Certificate Inspection

When you use certificate inspection, FortiGate inspects only the headers up to the SSL/TLS layer. This way, web pages such as Instagram and web-based emails can be classified before the user performs authentication.

In this way, Certificate Inspection analyzes the CN field of the certificate, thus not interrupting SSL/TLS communication between the user and the server and without analyzing the encrypted content. It is a very common inspection and considered efficient for allowing or denying web pages where these are the most common actions.

However, if we consider that the https protocol is used by 87.6% of all websites, source: w3techs.com, the certificate inspection method is not ideal for very common applications that make up the security and protection layers such as Anti-Virus, Application Control or IPS. The same goes for Video Filter and WAF.

In these applications, the inspection must continue to be in action after the user has authenticated to the application server, considering that the traffic is allowed. The antivirus will need to inspect what is inside the tunnel created between the client and the server, as well as applications and their functionalities such as YouTube with video uploads or Facebook chat and even IPS signature protection for servers, among others, will depend on another type of inspection, deep inspection. 

Here is an example of an application that requires deep inspection to have granularity in its use. All the applications with the "lock" icon, require deep inspection, SSL offloading, to work.

Deep Inspection

Deep inspection, also known as ssl offloading, decrypts the packets and re-encrypts them using the certificate defined in CA Certificate. This process can generate an error in the user's browser, informing that the certificate is not trusted. This is because the Deep Scan process executes two SSL/TLS sessions, the first between the user's browser and FortiOS using the CA defined in the SSL/SSH Inspection Profile and the second between the requested website and FortiOS, using the website's own certificate. This is known as Man-in-the-Middle, MitM.

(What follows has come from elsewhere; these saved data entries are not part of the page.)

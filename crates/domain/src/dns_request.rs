use std::fmt;
use std::net::SocketAddr;
use std::sync::Arc;

use crate::dns_record::{RecordClass, RecordType};
use crate::names::normalize_name;
use crate::request_context::RequestContext;
use crate::tsig::TsigKey;

#[derive(Debug, Clone, Copy, PartialEq, Eq, Hash)]
pub enum OpCode {
    Query,
    IQuery,
    Status,
    Notify,
    Update,
    Unknown(u8),
}

impl OpCode {
    pub fn to_u8(&self) -> u8 {
        match self {
            OpCode::Query => 0,
            OpCode::IQuery => 1,
            OpCode::Status => 2,
            OpCode::Notify => 4,
            OpCode::Update => 5,
            OpCode::Unknown(code) => *code,
        }
    }

    pub fn from_u8(code: u8) -> Self {
        match code {
            0 => OpCode::Query,
            1 => OpCode::IQuery,
            2 => OpCode::Status,
            4 => OpCode::Notify,
            5 => OpCode::Update,
            other => OpCode::Unknown(other),
        }
    }
}

impl fmt::Display for OpCode {
    fn fmt(&self, f: &mut fmt::Formatter<'_>) -> fmt::Result {
        match self {
            OpCode::Query => write!(f, "QUERY"),
            OpCode::IQuery => write!(f, "IQUERY"),
            OpCode::Status => write!(f, "STATUS"),
            OpCode::Notify => write!(f, "NOTIFY"),
            OpCode::Update => write!(f, "UPDATE"),
            OpCode::Unknown(code) => write!(f, "OPCODE{}", code),
        }
    }
}

#[derive(Debug, Clone, PartialEq, Eq)]
pub struct Question {
    pub name: Arc<str>,
    pub record_type: RecordType,
    pub record_class: RecordClass,
}

impl Question {
    pub fn new(name: &str, record_type: RecordType, record_class: RecordClass) -> Self {
        Self {
            name: Arc::from(normalize_name(name)),
            record_type,
            record_class,
        }
    }

    pub fn internet(name: &str, record_type: RecordType) -> Self {
        Self::new(name, record_type, RecordClass::IN)
    }
}

impl fmt::Display for Question {
    fn fmt(&self, f: &mut fmt::Formatter<'_>) -> fmt::Result {
        write!(f, "{} {} {}", self.name, self.record_class, self.record_type)
    }
}

/// A decoded DNS message as seen by the responders.
#[derive(Debug, Clone)]
pub struct Request {
    pub id: u16,
    pub opcode: OpCode,
    pub recursion_desired: bool,
    pub questions: Vec<Question>,
    pub tsig_key: Option<TsigKey>,
    pub source: SocketAddr,
    pub context: RequestContext,
}

impl Request {
    pub fn new(id: u16, opcode: OpCode, source: SocketAddr) -> Self {
        Self {
            id,
            opcode,
            recursion_desired: false,
            questions: Vec::new(),
            tsig_key: None,
            source,
            context: RequestContext::new(format!("{:04x}", id)),
        }
    }

    pub fn with_question(mut self, question: Question) -> Self {
        self.questions.push(question);
        self
    }

    pub fn with_tsig_key(mut self, key: TsigKey) -> Self {
        self.tsig_key = Some(key);
        self
    }

    pub fn with_context(mut self, context: RequestContext) -> Self {
        self.context = context;
        self
    }

    /// The question, when the message carries exactly one.
    pub fn single_question(&self) -> Option<&Question> {
        match self.questions.as_slice() {
            [question] => Some(question),
            _ => None,
        }
    }
}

For deep inspection to work, users must trust the certificate signed by FortiGate and there must be a certificate chain back to the trusted root CA installed on the user's endpoint. If the root certificate is not installed, the user will receive a certificate warning every time they access a website that is scanned by FortiGate using deep inspection. The administrator must provide the CA certificate to end users if deep inspection is used.

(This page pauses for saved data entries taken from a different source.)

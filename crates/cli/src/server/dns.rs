use socket2::{Domain, Protocol, Socket, Type};
use std::net::SocketAddr;
use std::sync::Arc;
use std::time::Duration;
use tokio::net::{TcpListener, TcpStream, UdpSocket};
use tokio::task::JoinSet;
use tokio_util::sync::CancellationToken;
use tracing::{debug, info, warn};
use zoneward_infrastructure::dns::transport::tcp::{
    read_with_length_prefix, send_with_length_prefix,
};
use zoneward_infrastructure::dns::DnsRequestHandler;

pub async fn start_dns_server(
    socket_addr: SocketAddr,
    handler: Arc<DnsRequestHandler>,
    tcp_idle_timeout: Duration,
    shutdown: CancellationToken,
) -> anyhow::Result<()> {
    let domain = if socket_addr.is_ipv4() {
        Domain::IPV4
    } else {
        Domain::IPV6
    };

    let udp_socket = Arc::new(create_udp_socket(domain, socket_addr)?);
    let tcp_listener = create_tcp_listener(domain, socket_addr)?;

    let mut join_set: JoinSet<()> = JoinSet::new();
    join_set.spawn(run_udp_loop(udp_socket, handler.clone(), shutdown.clone()));
    join_set.spawn(run_tcp_loop(tcp_listener, handler, tcp_idle_timeout, shutdown));

    info!(bind_address = %socket_addr, "DNS server ready (UDP + TCP)");

    while join_set.join_next().await.is_some() {}

    info!("DNS listeners stopped");
    Ok(())
}

async fn run_udp_loop(
    socket: Arc<UdpSocket>,
    handler: Arc<DnsRequestHandler>,
    shutdown: CancellationToken,
) {
    let mut recv_buf = [0u8; 4096];

    loop {
        let (n, from) = tokio::select! {
            _ = shutdown.cancelled() => break,
            result = socket.recv_from(&mut recv_buf) => match result {
                Ok(received) => received,
                Err(e) => {
                    warn!(error = %e, "UDP recv error");
                    continue;
                }
            },
        };

        let handler = handler.clone();
        let socket = socket.clone();
        let query: Arc<[u8]> = Arc::from(&recv_buf[..n]);
        tokio::spawn(async move {
            if let Some(response) = handler.handle_udp(&query, from).await {
                if let Err(e) = socket.send_to(&response, from).await {
                    debug!(client = %from, error = %e, "Failed to send UDP response");
                }
            }
        });
    }
}

async fn run_tcp_loop(
    listener: TcpListener,
    handler: Arc<DnsRequestHandler>,
    idle_timeout: Duration,
    shutdown: CancellationToken,
) {
    loop {
        tokio::select! {
            _ = shutdown.cancelled() => break,
            accepted = listener.accept() => match accepted {
                Ok((stream, peer)) => {
                    tokio::spawn(serve_tcp_connection(
                        stream,
                        peer,
                        handler.clone(),
                        idle_timeout,
                        shutdown.clone(),
                    ));
                }
                Err(e) => warn!(error = %e, "TCP accept error"),
            },
        }
    }
}

/// Serves length-prefixed requests on one connection until the peer closes
/// it, it stays idle past `idle_timeout`, or the server shuts down.
async fn serve_tcp_connection(
    mut stream: TcpStream,
    peer: SocketAddr,
    handler: Arc<DnsRequestHandler>,
    idle_timeout: Duration,
    shutdown: CancellationToken,
) {
    loop {
        let read = tokio::select! {
            _ = shutdown.cancelled() => break,
            read = tokio::time::timeout(idle_timeout, read_with_length_prefix(&mut stream)) => read,
        };

        let request = match read {
            Ok(Ok(bytes)) => bytes,
            Ok(Err(e)) => {
                debug!(client = %peer, error = %e, "TCP connection closed");
                break;
            }
            Err(_) => {
                debug!(client = %peer, "TCP connection idle, closing");
                break;
            }
        };

        for reply in handler.handle_tcp(&request, peer).await {
            if let Err(e) = send_with_length_prefix(&mut stream, &reply).await {
                debug!(client = %peer, error = %e, "Failed to write TCP response");
                return;
            }
        }
    }
}

fn create_udp_socket(domain: Domain, socket_addr: SocketAddr) -> anyhow::Result<UdpSocket> {
    let socket = Socket::new(domain, Type::DGRAM, Some(Protocol::UDP))?;
    if socket_addr.is_ipv6() {
        socket.set_only_v6(false)?;
    }
    socket.set_reuse_address(true)?;
    socket.set_recv_buffer_size(512 * 1024)?;
    socket.set_send_buffer_size(512 * 1024)?;
    socket.bind(&socket_addr.into())?;
    socket.set_nonblocking(true)?;
    let std_socket: std::net::UdpSocket = socket.into();
    Ok(UdpSocket::from_std(std_socket)?)
}

fn create_tcp_listener(domain: Domain, socket_addr: SocketAddr) -> anyhow::Result<TcpListener> {
    let socket = Socket::new(domain, Type::STREAM, Some(Protocol::TCP))?;
    if socket_addr.is_ipv6() {
        socket.set_only_v6(false)?;
    }
    socket.set_reuse_address(true)?;
    socket.bind(&socket_addr.into())?;
    socket.listen(1024)?;
    socket.set_nonblocking(true)?;
    let std_listener: std::net::TcpListener = socket.into();
    Ok(TcpListener::from_std(std_listener)?)
}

For regulatory reasons, FortiGate does not perform deep inspection on financial and healthcare websites by default. Some websites already analyze and detect if this occurs (MitM) and do not allow the session to be established, alerting the user.

Sites such as eicar.org or wicar.org can offer a simple and quick test to assess the functioning of the Firewall's antivirus. Using the Web Filter, the action will be to allow or deny the page, however, once allowed, as mentioned previously, the inspections must continue and this is where deep inspection comes in.

If the inspection is as certificate inspection and the browser does not offer any type of protection and there is no endpoint on the host, the sample file of malicious code, harmless to the system and originating from the mentioned sites, will be downloaded. Now, if the Firewall's antivirus is active in the rule and is in deep inspection, the file will be blocked before being downloaded, fulfilling its role as gateway antivirus.

Recommendations

Do not use the default certificate inspection profile as there are changes that can be made to increase security, such as blocking Invalid SSL certificates and Untrusted SSL certificates. The default profile is read-only and such changes are not possible.

For deep inspection, it is preferable to use PKI such as Active Directory and deploy to hosts via group policy.For smaller companies without PKI and/or domains, there are solutions such as Microsoft Endpoint Manager, Intune, which allows device compliance management and can push certificates to devices.

Note

When a firewall policy is in flow-based inspection mode, SSL Certificate Inspection does not validate the certificate. Untrusted SSL certificates and Server Certificate SNI checks are not performed. If these features are required, use proxy-based inspection mode. If you do not want to perform deep scanning for privacy reasons, but want to control access to the website, you can use certificate inspection.

Conclusion

As we can see, certificate inspection is suitable when the inspection type will be restricted to web pages only, using the web filter as a control for guest wifi networks. However, if the administrator wants more layers of protection such as Application Control with more granularity, IPS and AntiVirus, Deep Inspection should be used. Video Filter can only be enabled with Deep Inspection in use.